- Dataset

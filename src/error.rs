//! Structured error type for public API surfaces.

use thiserror::Error;

#[derive(Debug, Error)]
pub enum TtsError {
    /// Empty batch, empty text, or out-of-range synthesis options.
    #[error("Invalid input: {0}")]
    InvalidInput(String),

    #[error("Number of texts ({texts}) must match number of style vectors ({styles})")]
    BatchMismatch { texts: usize, styles: usize },

    /// The single-text path only accepts a style with one voice.
    #[error("Single speaker synthesis only supports a single style, got a batch of {0}")]
    UnsupportedBatch(usize),

    /// A style, config, symbol table or model file is missing or unparseable.
    #[error("Failed to load {0}")]
    Load(String),

    /// An inference call failed or returned a tensor of unexpected shape.
    #[error("Inference engine error: {0}")]
    Engine(String),

    #[error("I/O error: {0}")]
    Io(#[from] std::io::Error),
}

impl TtsError {
    pub fn invalid_input(message: impl Into<String>) -> Self {
        TtsError::InvalidInput(message.into())
    }

    pub fn load(message: impl Into<String>) -> Self {
        TtsError::Load(message.into())
    }

    pub fn engine(message: impl Into<String>) -> Self {
        TtsError::Engine(message.into())
    }
}

pub type Result<T> = std::result::Result<T, TtsError>;
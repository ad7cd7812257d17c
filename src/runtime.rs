//! Session construction and synthesis results.

use crate::config::{Config, RuntimeConfig};
use crate::error::Result;
use crate::vocab::SymbolTable;
use tracing::info;

#[cfg(feature = "onnx")]
use crate::onnx::OnnxEngine;
#[cfg(feature = "onnx")]
use crate::pipeline::TextToSpeech;

/// Output of one synthesis call.
///
/// `wav` holds `batch_size` equally sized segments back to back. Each item's
/// audible part is the first `round(duration[i] * sample_rate)` samples of
/// its segment.
#[derive(Clone, Debug)]
pub struct SynthesisResult {
    pub wav: Vec<f32>,
    /// Per-item duration in seconds.
    pub duration: Vec<f32>,
    pub sample_rate: u32,
    pub batch_size: usize,
}

impl SynthesisResult {
    pub fn new(wav: Vec<f32>, duration: Vec<f32>, sample_rate: u32) -> Self {
        let batch_size = duration.len();
        Self {
            wav,
            duration,
            sample_rate,
            batch_size,
        }
    }

    /// Samples per batch item in `wav`.
    pub fn segment_len(&self) -> usize {
        if self.batch_size == 0 {
            0
        } else {
            self.wav.len() / self.batch_size
        }
    }

    /// Audio of item `index`, trimmed to its duration.
    pub fn item(&self, index: usize) -> Option<&[f32]> {
        let duration = *self.duration.get(index)?;
        let segment = self.segment_len();
        let start = index * segment;
        let len = item_len(duration, self.sample_rate).min(segment);
        self.wav.get(start..start + len)
    }

    pub fn items(&self) -> Vec<&[f32]> {
        (0..self.batch_size).filter_map(|i| self.item(i)).collect()
    }

    /// Sum of the per-item durations, in seconds.
    pub fn total_duration(&self) -> f32 {
        self.duration.iter().sum()
    }
}

/// Number of samples covering `duration` seconds.
pub(crate) fn item_len(duration: f32, sample_rate: u32) -> usize {
    (duration.max(0.0) * sample_rate as f32).round() as usize
}

/// Load the model config and symbol table named by `runtime`.
pub fn load_assets(runtime: &RuntimeConfig) -> Result<(Config, SymbolTable)> {
    let config = Config::load(&runtime.config_path())?;
    let symbols = SymbolTable::load(&runtime.symbol_table_path())?;
    info!(
        sample_rate = config.sample_rate(),
        chunk_size = config.chunk_size(),
        latent_channels = config.latent_channels(),
        symbols = symbols.len(),
        "Loaded model config"
    );
    Ok((config, symbols))
}

/// Build a synthesis session backed by ONNX Runtime.
#[cfg(feature = "onnx")]
pub fn load(runtime: &RuntimeConfig) -> Result<TextToSpeech> {
    let (config, symbols) = load_assets(runtime)?;
    let engine = OnnxEngine::load(runtime)?;
    TextToSpeech::new(config, symbols, engine)
}
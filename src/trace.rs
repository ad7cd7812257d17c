//! Intermediate tensors of one synthesis call, for offline inspection.

use crate::error::{Result, TtsError};
use ndarray::{Array1, Array2, Array3};
use ndarray_npy::{NpzWriter, WriteNpyExt};
use std::fs::{self, File};
use std::io::BufWriter;
use std::path::Path;
use tracing::info;

/// Tensors captured while running [`crate::TextToSpeech::synthesize_batch_traced`].
#[derive(Clone, Debug, Default)]
pub struct SynthesisTrace {
    pub text_ids: Array2<i64>,
    pub text_mask: Array3<f32>,
    /// Predicted durations in seconds, after speed scaling.
    pub duration: Array1<f32>,
    pub text_emb: Array3<f32>,
    pub initial_latent: Array3<f32>,
    pub latent_mask: Array3<f32>,
    pub final_latent: Array3<f32>,
    /// Vocoder output, `[batch, samples]`.
    pub wav: Array2<f32>,
}

fn write_error(path: &Path, err: impl std::fmt::Display) -> TtsError {
    TtsError::Io(std::io::Error::other(format!(
        "failed to write {path:?}: {err}"
    )))
}

impl SynthesisTrace {
    /// Write the trace to `output_dir` as numbered `.npz`/`.npy` files.
    pub fn save(&self, output_dir: &Path) -> Result<()> {
        fs::create_dir_all(output_dir)?;
        info!("Saving trace tensors to {:?}", output_dir);

        let inputs_path = output_dir.join("00_inputs.npz");
        let mut inputs = NpzWriter::new(File::create(&inputs_path)?);
        inputs
            .add_array("text_ids.npy", &self.text_ids)
            .map_err(|e| write_error(&inputs_path, e))?;
        inputs
            .add_array("text_mask.npy", &self.text_mask)
            .map_err(|e| write_error(&inputs_path, e))?;
        inputs.finish().map_err(|e| write_error(&inputs_path, e))?;

        write_npy(output_dir, "01_duration.npy", |w| self.duration.write_npy(w))?;
        write_npy(output_dir, "02_text_emb.npy", |w| self.text_emb.write_npy(w))?;

        let latent_path = output_dir.join("03_latent.npz");
        let mut latent = NpzWriter::new(File::create(&latent_path)?);
        latent
            .add_array("initial_latent.npy", &self.initial_latent)
            .map_err(|e| write_error(&latent_path, e))?;
        latent
            .add_array("latent_mask.npy", &self.latent_mask)
            .map_err(|e| write_error(&latent_path, e))?;
        latent
            .add_array("final_latent.npy", &self.final_latent)
            .map_err(|e| write_error(&latent_path, e))?;
        latent.finish().map_err(|e| write_error(&latent_path, e))?;

        write_npy(output_dir, "04_wav.npy", |w| self.wav.write_npy(w))?;
        Ok(())
    }
}

fn write_npy<E, F>(output_dir: &Path, name: &str, write: F) -> Result<()>
where
    E: std::fmt::Display,
    F: FnOnce(BufWriter<File>) -> std::result::Result<(), E>,
{
    let path = output_dir.join(name);
    let file = BufWriter::new(File::create(&path)?);
    write(file).map_err(|e| write_error(&path, e))
}
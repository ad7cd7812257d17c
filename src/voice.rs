//! Voice style loading and batching.

use crate::error::{Result, TtsError};
use ndarray::{concatenate, s, Array3, Axis};
use serde::Deserialize;
use std::fs::File;
use std::io::BufReader;
use std::path::Path;
use tracing::debug;

/// On-disk style document: two named tensors of shape `[1, d1, d2]`.
#[derive(Debug, Deserialize)]
struct StyleFile {
    style_ttl: StyleComponent,
    style_dp: StyleComponent,
}

#[derive(Debug, Deserialize)]
struct StyleComponent {
    data: Vec<Vec<Vec<f32>>>,
    dims: Vec<usize>,
}

impl StyleComponent {
    /// Flatten the nested data into a `[1, d1, d2]` array.
    fn into_array(self, name: &str, path: &Path) -> Result<Array3<f32>> {
        let (d1, d2) = match self.dims.as_slice() {
            [1, d1, d2] => (*d1, *d2),
            dims => {
                return Err(TtsError::load(format!(
                    "{name} in {path:?}: expected dims [1, d1, d2], got {dims:?}"
                )))
            }
        };

        let flat: Vec<f32> = self.data.into_iter().flatten().flatten().collect();
        Array3::from_shape_vec((1, d1, d2), flat).map_err(|e| {
            TtsError::load(format!("{name} in {path:?}: data does not match dims: {e}"))
        })
    }
}

/// Batched style conditioning.
///
/// `ttl` conditions the text encoder and vector estimator, `dp` the duration
/// predictor. Both share the batch dimension, one row per text item.
#[derive(Clone, Debug)]
pub struct VoiceStyle {
    ttl: Array3<f32>,
    dp: Array3<f32>,
}

impl VoiceStyle {
    /// Load one style file per path and stack them in path order.
    ///
    /// Every file must declare the same per-item shape as the first.
    pub fn load<P: AsRef<Path>>(paths: &[P]) -> Result<Self> {
        if paths.is_empty() {
            return Err(TtsError::invalid_input("at least one voice style is required"));
        }

        let mut ttl_items: Vec<Array3<f32>> = Vec::with_capacity(paths.len());
        let mut dp_items: Vec<Array3<f32>> = Vec::with_capacity(paths.len());
        for path in paths {
            let (ttl, dp) = load_style_file(path.as_ref())?;
            if let (Some(first_ttl), Some(first_dp)) = (ttl_items.first(), dp_items.first()) {
                if first_ttl.shape() != ttl.shape() || first_dp.shape() != dp.shape() {
                    return Err(TtsError::load(format!(
                        "voice style {:?} has a different shape than {:?}",
                        path.as_ref(),
                        paths[0].as_ref()
                    )));
                }
            }
            ttl_items.push(ttl);
            dp_items.push(dp);
        }

        let style = Self::from_arrays(stack(&ttl_items)?, stack(&dp_items)?)?;
        debug!(
            batch = style.batch_size(),
            ttl = ?style.ttl.shape(),
            dp = ?style.dp.shape(),
            "Loaded voice styles"
        );
        Ok(style)
    }

    /// Build a style from already batched tensors.
    pub fn from_arrays(ttl: Array3<f32>, dp: Array3<f32>) -> Result<Self> {
        if ttl.shape()[0] != dp.shape()[0] {
            return Err(TtsError::invalid_input(format!(
                "style_ttl batch ({}) does not match style_dp batch ({})",
                ttl.shape()[0],
                dp.shape()[0]
            )));
        }
        if ttl.shape()[0] == 0 {
            return Err(TtsError::invalid_input("voice style batch is empty"));
        }
        Ok(Self { ttl, dp })
    }

    pub fn batch_size(&self) -> usize {
        self.ttl.shape()[0]
    }

    pub fn ttl(&self) -> &Array3<f32> {
        &self.ttl
    }

    pub fn dp(&self) -> &Array3<f32> {
        &self.dp
    }

    /// Extract batch item `index` as a style of batch size one.
    pub fn select(&self, index: usize) -> Result<Self> {
        if index >= self.batch_size() {
            return Err(TtsError::invalid_input(format!(
                "voice index {} out of range (batch size {})",
                index,
                self.batch_size()
            )));
        }
        Ok(Self {
            ttl: self.ttl.slice(s![index..index + 1, .., ..]).to_owned(),
            dp: self.dp.slice(s![index..index + 1, .., ..]).to_owned(),
        })
    }
}

fn load_style_file(path: &Path) -> Result<(Array3<f32>, Array3<f32>)> {
    let file = File::open(path)
        .map_err(|e| TtsError::load(format!("voice style {path:?}: {e}")))?;
    let parsed: StyleFile = serde_json::from_reader(BufReader::new(file))
        .map_err(|e| TtsError::load(format!("voice style {path:?}: {e}")))?;

    let ttl = parsed.style_ttl.into_array("style_ttl", path)?;
    let dp = parsed.style_dp.into_array("style_dp", path)?;
    Ok((ttl, dp))
}

fn stack(items: &[Array3<f32>]) -> Result<Array3<f32>> {
    let views: Vec<_> = items.iter().map(|item| item.view()).collect();
    concatenate(Axis(0), &views)
        .map_err(|e| TtsError::load(format!("failed to batch voice styles: {e}")))
}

- Instructions for the task
Look above for the line with "let len = item_len(duration, self.sample_rate).min(segment);" and the line with "pub(crate) fn item_len(duration: f32, sample_rate: u32)"; transcribe both and all lines in between, exactly, and nothing else.

- Solved problem
        let len = item_len(duration, self.sample_rate).min(segment);
        self.wav.get(start..start + len)
    }

    pub fn items(&self) -> Vec<&[f32]> {
        (0..self.batch_size).filter_map(|i| self.item(i)).collect()
    }

    /// Sum of the per-item durations, in seconds.
    pub fn total_duration(&self) -> f32 {
        self.duration.iter().sum()
    }
}

/// Number of samples covering `duration` seconds.
pub(crate) fn item_len(duration: f32, sample_rate: u32) -> usize {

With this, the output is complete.